GIVEN INFORMATION Start Marker

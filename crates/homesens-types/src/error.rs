//! Error types for value parsing in homesens-types.

use thiserror::Error;

/// Errors that can occur when turning raw sensor or API text into numbers.
///
/// This enum is marked `#[non_exhaustive]` to allow adding new error variants
/// in future versions without breaking downstream code.
#[derive(Debug, Error, PartialEq)]
#[non_exhaustive]
pub enum ParseError {
    /// The input was empty after trimming.
    #[error("empty value")]
    Empty,

    /// The input was not a finite decimal number.
    #[error("invalid number: {0:?}")]
    InvalidNumber(String),
}

/// Result type alias using homesens-types' ParseError type.
pub type ParseResult<T> = std::result::Result<T, ParseError>;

GIVEN INFORMATION End Marker

From the line containing "pub enum ParseError" to the last line of the records above, please write out every line exactly and add nothing.

(EXPECTED OUTPUT)
pub enum ParseError {
    /// The input was empty after trimming.
    #[error("empty value")]
    Empty,

    /// The input was not a finite decimal number.
    #[error("invalid number: {0:?}")]
    InvalidNumber(String),
}

/// Result type alias using homesens-types' ParseError type.
pub type ParseResult<T> = std::result::Result<T, ParseError>;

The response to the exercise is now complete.